In conclusion, the active ingredients of SM have been shown to alleviate the symptoms of OA by inhibiting the apoptosis of chondrocytes and down-regulating the expression of inflammatory markers. The potential underlying mechanism of this effects may relate to the inhibition of NF-κB and MAPK signaling pathways (Table 5).
TABLE 5. Effects and mechanism of Salvia miltiorrhiza and its active ingredients on osteoarthritis.
5 Effects and potential mechanism of SM and its active ingredients on osteonecrosis of the femoral head (ON-FH)
Osteonecrosis of the femoral head (ON-FH) is a refractory and disabling hip disease caused by reduced blood supply to the femoral head and impaired bone marrow cells (Zhang et al., 2016; Mont et al., 2020). In recent years, traditional Chinese medicine demonstrated significant advantages in the treatment of femoral head necrosis. Salvia miltiorrhiza has been widely used in clinical non-surgical treatment of early and middle stage femoral head necrosis, with therapeutic effect that can improve ON-FH symptoms in patients and delay disease progression (Wang et al., 2010).

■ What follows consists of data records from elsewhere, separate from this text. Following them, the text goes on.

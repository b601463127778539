use ratatui::backend::Backend;
use ratatui::layout::{Constraint, Direction, Flex, Layout, Rect};
use ratatui::style::{Color, Modifier, Style};
use ratatui::text::Span;
use ratatui::widgets::{Cell, Paragraph, Row as TableRow, Table};
use ratatui::{Frame, Terminal};
use std::fmt::Display;

use crate::error::{DashboardError, Result};
use crate::model::{HEADER, Row};

const COLUMN_SPACING: u16 = 2;

/// Draws each snapshot as a borderless, left-aligned table that replaces the screen.
pub struct TableRenderer<B: Backend> {
    terminal: Terminal<B>,
}

impl<B: Backend> TableRenderer<B> {
    pub fn new(backend: B) -> Result<Self> {
        let terminal = Terminal::new(backend).map_err(terminal_error)?;
        Ok(Self { terminal })
    }

    pub fn render(&mut self, rows: &[Row], notice: Option<&str>) -> Result<()> {
        check_shape(rows)?;

        self.terminal.clear().map_err(terminal_error)?;
        self.terminal
            .draw(|frame| draw_snapshot(frame, rows, notice))
            .map_err(terminal_error)?;
        Ok(())
    }

    pub fn show_cursor(&mut self) -> Result<()> {
        self.terminal.show_cursor().map_err(terminal_error)
    }

    #[cfg(test)]
    pub fn backend(&self) -> &B {
        self.terminal.backend()
    }
}

fn terminal_error(error: impl Display) -> DashboardError {
    DashboardError::Terminal(error.to_string())
}

/// Every row must line up with the header before anything is drawn.
fn check_shape(rows: &[Row]) -> Result<()> {
    match rows
        .iter()
        .enumerate()
        .find(|(_, row)| row.len() != HEADER.len())
    {
        Some((index, row)) => Err(DashboardError::RowShape {
            index,
            expected: HEADER.len(),
            actual: row.len(),
        }),
        None => Ok(()),
    }
}

fn draw_snapshot(frame: &mut Frame, rows: &[Row], notice: Option<&str>) {
    let area = frame.area();
    let table_area = match notice {
        Some(notice) => {
            let chunks = Layout::default()
                .direction(Direction::Vertical)
                .constraints([Constraint::Length(1), Constraint::Min(0)])
                .split(area);
            frame.render_widget(
                Paragraph::new(notice.to_string())
                    .style(Style::default().fg(Color::Red).add_modifier(Modifier::BOLD)),
                chunks[0],
            );
            chunks[1]
        }
        None => area,
    };

    draw_table(frame, table_area, rows);
}

/// Rows past the bottom of the screen are replaced by a `+N more` line.
fn draw_table(frame: &mut Frame, area: Rect, rows: &[Row]) {
    let widths = column_widths(rows);
    let capacity = usize::from(area.height.saturating_sub(1));
    let (area, rows) = if rows.len() > capacity && capacity > 0 {
        let shown = capacity - 1;
        let chunks = Layout::default()
            .direction(Direction::Vertical)
            .constraints([Constraint::Min(0), Constraint::Length(1)])
            .split(area);
        frame.render_widget(
            Paragraph::new(format!("+{} more", rows.len() - shown))
                .style(Style::default().add_modifier(Modifier::DIM)),
            chunks[1],
        );
        (chunks[0], &rows[..shown])
    } else {
        (area, rows)
    };

    let header = TableRow::new(HEADER.iter().map(|title| {
        Cell::from(title.to_ascii_uppercase()).style(Style::default().add_modifier(Modifier::BOLD))
    }));

    let body = rows.iter().map(|row| {
        TableRow::new(row.fields().iter().map(|field| {
            Cell::from(Span::styled(
                field.text().to_string(),
                Style::default().fg(field.tint().color()),
            ))
        }))
    });

    let table = Table::new(body, widths)
        .header(header)
        .column_spacing(COLUMN_SPACING)
        .flex(Flex::Start);
    frame.render_widget(table, area);
}

fn column_widths(rows: &[Row]) -> Vec<Constraint> {
    HEADER
        .iter()
        .enumerate()
        .map(|(index, title)| {
            let widest = rows
                .iter()
                .filter_map(|row| row.field(index))
                .map(|field| field.text().chars().count())
                .max()
                .unwrap_or(0)
                .max(title.len());
            Constraint::Length(u16::try_from(widest).unwrap_or(u16::MAX))
        })
        .collect()
}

Salvianolic acid B has been found to have a significant anti-ischemic injury function, which is closely related to its antioxidant, free radical scavenging, and neuroprotection properties. Li and Wang (2017) found that salvianolic acid B could improve histopathological scores and inhibit osteoclast differentiation in a rat model of steroid-induced ON-FH. Salvianolic acid B also inhibited the expression of peroxisome proliferator-activated receptor gamma (PPARγ) and AP2 protein, while increasing the content of osteocalcin and alkaline phosphatase in steroid-induced ON-FH rats, suggesting that Salvianolic acid B prevented steroid-induced femoral head necrosis by inhibiting the expression of PPARγ. Subsequent studies by Xu et al. (2021) established a steroid-induced femoral head necrosis model (SIONFH) by intramuscular injection of methyl prednisone. Osteonecrosis of the femoral head was significantly alleviated after intraperitoneal injection of tanshinone I. In addition, tanshinone I increased the activity of alkaline phosphatase and the expression of osteoblast markers such as osteocalcin, type I collagen and osteopontin, while decreasing osteoclast markers, such as cathepsin K and tartrate-resistant acid phosphatase. Tanshinone I also reduced inflammation and oxidative stress, and activated the nuclear factor-erythrocyte 2-associated factor-2 (Nrf2) signaling pathway in the femoral head of ON-FH model (Table 6).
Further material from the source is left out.